Russian princess and aristocrat (1915–1998)

Olga Sergeivna Morgan, Viscountess Tredegar (Ольга Сергеевна Морган; Dolgoruky [Долгорукова]; 13 May 1915 – 19 January 1998) was a Russian exile and socialite. She was a member of the Russian nobility from birth, and British nobility through her marriage to Evan Morgan, 2nd Viscount Tredegar while retaining her adherence to the Russian Orthodox Church. She was among those saved in 1919 when King George V sent the battleship HMS Marlborough to Crimea to rescue what was left of the nobility and Imperial Family after the Russian Revolution.

== Early life ==
She was born Princess Olga Sergeivna Dolgorouky on 13 May 1915 to Major General Prince Sergey Aleksandrovich Dolgoruky (Сергей Александрович Долгорукий, 1872–1933) and Irina Vassilievna Naryshkina (Ирина Васильевна Нарышкина, 1879–1917). Following the death of her mother in 1917, Dolgorouky and her father moved to Paris, where they lived alongside other Russian exiles, and Frogmore.

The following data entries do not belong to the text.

//! # Coupled Network Integration
//!
//! Fixed-step explicit integration of a whole [`NetworkModel`] at once.
//!
//! Each neuron's derivative depends on the simultaneous state of every other
//! neuron, so a step is built stage by stage:
//!
//! 1. assemble the trial snapshot for *all* neurons
//! 2. evaluate every neuron's slope against that snapshot
//! 3. only then move on to the next stage
//!
//! Step 2 may run in parallel ([`StageEvaluation::Parallel`]); the stage does
//! not return until every neuron has written its slope column.
//!
//! ## Methods
//!
//! | Method | Order | Stages |
//! |--------|-------|--------|
//! | [`Euler`] | 1 | 1 |
//! | [`RungeKutta4`] | 4 | 4 |

use hrsync_core::{CouplingGraph, IntegrationConditions, NetworkModel, Result, Time, Trajectory};
use ndarray::{Array2, ArrayView2, ArrayViewMut2, Axis};
use rayon::prelude::*;
use serde::{Deserialize, Serialize};
use std::fmt;
use tracing::{debug, info, instrument, warn};

// ============================================================================
// STAGE EVALUATION
// ============================================================================

/// How the per-neuron slopes of one stage are computed
#[derive(Debug, Clone, Copy, PartialEq, Eq, Hash, Serialize, Deserialize)]
#[serde(rename_all = "snake_case")]
pub enum StageEvaluation {
    /// One neuron after another on the calling thread
    Serial,
    /// Neurons spread over the rayon thread pool
    Parallel,
}

impl Default for StageEvaluation {
    fn default() -> Self {
        Self::Serial
    }
}

/// Everything a stepper needs to evaluate one stage
pub struct StageContext<'a> {
    pub model: &'a dyn NetworkModel,
    pub graph: &'a CouplingGraph,
    pub evaluation: StageEvaluation,
}

impl StageContext<'_> {
    /// Fill `slopes` (variable x neuron) from one consistent `trial` snapshot
    ///
    /// Each neuron writes only its own column. Returns after all neurons are done.
    pub fn evaluate(
        &self,
        t: Time,
        trial: ArrayView2<'_, f64>,
        mut slopes: ArrayViewMut2<'_, f64>,
    ) {
        match self.evaluation {
            StageEvaluation::Serial => {
                for (node, column) in slopes.axis_iter_mut(Axis(1)).enumerate() {
                    self.model.derivatives(t, trial, self.graph.row(node), node, column);
                }
            }
            StageEvaluation::Parallel => {
                slopes
                    .axis_iter_mut(Axis(1))
                    .into_par_iter()
                    .enumerate()
                    .for_each(|(node, column)| {
                        self.model.derivatives(t, trial, self.graph.row(node), node, column);
                    });
            }
        }
    }
}

/// Scratch buffers reused by every step of a run
pub struct Workspace {
    trial: Array2<f64>,
    slopes: Vec<Array2<f64>>,
}

impl Workspace {
    pub fn new(state_dimension: usize, neurons: usize, stages: usize) -> Self {
        Self {
            trial: Array2::zeros((state_dimension, neurons)),
            slopes: (0..stages)
                .map(|_| Array2::zeros((state_dimension, neurons)))
                .collect(),
        }
    }
}

// ============================================================================
// STEPPERS
// ============================================================================

/// One fixed-step explicit method
pub trait Stepper: Send + Sync {
    fn name(&self) -> &'static str;

    /// Slope evaluations per step
    fn stages(&self) -> usize;

    /// Advance `state` (variable x neuron) from `t` by `h`, writing into `next`
    fn advance(
        &self,
        ctx: &StageContext<'_>,
        t: Time,
        h: Time,
        state: ArrayView2<'_, f64>,
        next: ArrayViewMut2<'_, f64>,
        work: &mut Workspace,
    );
}

/// Forward Euler, first order
#[derive(Debug, Clone, Copy, Default)]
pub struct Euler;

impl Stepper for Euler {
    fn name(&self) -> &'static str {
        "euler"
    }

    fn stages(&self) -> usize {
        1
    }

    fn advance(
        &self,
        ctx: &StageContext<'_>,
        t: Time,
        h: Time,
        state: ArrayView2<'_, f64>,
        mut next: ArrayViewMut2<'_, f64>,
        work: &mut Workspace,
    ) {
        ctx.evaluate(t, state, work.slopes[0].view_mut());
        next.assign(&state);
        next.scaled_add(h, &work.slopes[0]);
    }
}

/// Offsets of the RK4 trial points, as a fraction of the step
const RK4_NODES: [f64; 4] = [0.0, 0.5, 0.5, 1.0];

/// RK4 combination weights (1, 2, 2, 1) / 6
const RK4_WEIGHTS: [f64; 4] = [1.0 / 6.0, 2.0 / 6.0, 2.0 / 6.0, 1.0 / 6.0];

/// Classical fourth-order Runge-Kutta
#[derive(Debug, Clone, Copy, Default)]
pub struct RungeKutta4;

impl Stepper for RungeKutta4 {
    fn name(&self) -> &'static str {
        "rk4"
    }

    fn stages(&self) -> usize {
        4
    }

    fn advance(
        &self,
        ctx: &StageContext<'_>,
        t: Time,
        h: Time,
        state: ArrayView2<'_, f64>,
        mut next: ArrayViewMut2<'_, f64>,
        work: &mut Workspace,
    ) {
        for stage in 0..4 {
            // trial = base + c_stage * h * k_{stage-1}, for every neuron
            work.trial.assign(&state);
            if stage > 0 {
                work.trial.scaled_add(RK4_NODES[stage] * h, &work.slopes[stage - 1]);
            }
            ctx.evaluate(
                t + RK4_NODES[stage] * h,
                work.trial.view(),
                work.slopes[stage].view_mut(),
            );
        }

        next.assign(&state);
        for (slope, weight) in work.slopes.iter().zip(RK4_WEIGHTS) {
            next.scaled_add(weight * h, slope);
        }
    }
}

/// Integration method, chosen once per run
#[derive(Debug, Clone, Copy, PartialEq, Eq, Hash, Serialize, Deserialize)]
pub enum Method {
    #[serde(rename = "euler")]
    Euler,
    #[serde(rename = "rk4")]
    RungeKutta4,
}

impl Method {
    pub fn stepper(&self) -> Box<dyn Stepper> {
        match self {
            Self::Euler => Box::new(Euler),
            Self::RungeKutta4 => Box::new(RungeKutta4),
        }
    }

    /// Global order of accuracy
    pub fn order(&self) -> u32 {
        match self {
            Self::Euler => 1,
            Self::RungeKutta4 => 4,
        }
    }
}

impl Default for Method {
    fn default() -> Self {
        Self::RungeKutta4
    }
}

impl fmt::Display for Method {
    fn fmt(&self, f: &mut fmt::Formatter<'_>) -> fmt::Result {
        match self {
            Self::Euler => write!(f, "Euler"),
            Self::RungeKutta4 => write!(f, "Runge-Kutta 4"),
        }
    }
}

// ============================================================================
// INTEGRATOR
// ============================================================================

/// Drives a stepper over a whole run and records every sample
pub struct Integrator<'a> {
    model: &'a dyn NetworkModel,
    stepper: Box<dyn Stepper>,
    evaluation: StageEvaluation,
}

impl<'a> Integrator<'a> {
    pub fn new(model: &'a dyn NetworkModel, method: Method) -> Self {
        Self::with_stepper(model, method.stepper())
    }

    pub fn with_stepper(model: &'a dyn NetworkModel, stepper: Box<dyn Stepper>) -> Self {
        Self {
            model,
            stepper,
            evaluation: StageEvaluation::default(),
        }
    }

    pub fn with_evaluation(mut self, evaluation: StageEvaluation) -> Self {
        self.evaluation = evaluation;
        self
    }

    pub fn stepper_name(&self) -> &'static str {
        self.stepper.name()
    }

    /// Integrate from `x0` to `x_end`
    pub fn integrate(
        &self,
        graph: &CouplingGraph,
        cond: &IntegrationConditions,
    ) -> Result<Trajectory> {
        self.integrate_with_progress(graph, cond, |_, _| {})
    }

    /// Integrate, calling `progress(done, total)` roughly every percent of the run
    ///
    /// Conditions are validated and all storage is reserved before the first step.
    #[instrument(skip_all, fields(method = self.stepper.name(), neurons = graph.vertex_count()))]
    pub fn integrate_with_progress<F>(
        &self,
        graph: &CouplingGraph,
        cond: &IntegrationConditions,
        mut progress: F,
    ) -> Result<Trajectory>
    where
        F: FnMut(usize, usize),
    {
        let dimension = self.model.state_dimension();
        cond.validate(dimension)?;

        let neurons = graph.vertex_count();
        let steps = cond.step_count();
        info!(steps, step = cond.step, x0 = cond.x0, x_end = cond.x_end, "starting integration");

        let mut trajectory = Trajectory::allocate(neurons, dimension, steps)?;
        let mut state = Array2::zeros((dimension, neurons));
        for (mut row, &value) in state.axis_iter_mut(Axis(0)).zip(&cond.initial_values) {
            row.fill(value);
        }
        let mut next = Array2::zeros((dimension, neurons));
        let mut work = Workspace::new(dimension, neurons, self.stepper.stages());
        let ctx = StageContext {
            model: self.model,
            graph,
            evaluation: self.evaluation,
        };

        let mut x = cond.x0;
        trajectory.record(0, x, state.view());

        let report_every = (steps / 100).max(1);
        let mut diverged = false;
        for step in 0..steps {
            self.stepper
                .advance(&ctx, x, cond.step, state.view(), next.view_mut(), &mut work);
            std::mem::swap(&mut state, &mut next);
            x += cond.step;
            trajectory.record(step + 1, x, state.view());

            if !diverged && state.iter().any(|v| !v.is_finite()) {
                warn!(step = step + 1, x, "state is no longer finite, step may be too large");
                diverged = true;
            }
            if (step + 1) % report_every == 0 || step + 1 == steps {
                progress(step + 1, steps);
            }
        }

        debug!(x_final = x, samples = trajectory.len(), "integration finished");
        Ok(trajectory)
    }
}

/// Integrate `model` over `graph` with `method`, serially
pub fn simulate(
    model: &dyn NetworkModel,
    graph: &CouplingGraph,
    cond: &IntegrationConditions,
    method: Method,
) -> Result<Trajectory> {
    Integrator::new(model, method).integrate(graph, cond)
}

After the death of her father in 1933, "she was often seen in London in the company of White Russians, and frequented the various Russian tea rooms as well as the wider social scene. Olga was photographed in Tatler and was a lover of fun, high society parties and dancing." In an interview, Morgan said of her youth, "In those days we did not have television and the art of conversation, wit, and interesting and intelligent friends were in much demand."

== Marriages ==
She married firstly in 1934, to George Trotsky-Seniutovich, the son of a noted businessman. The marriage was unsuccessful, and they divorced in Paris.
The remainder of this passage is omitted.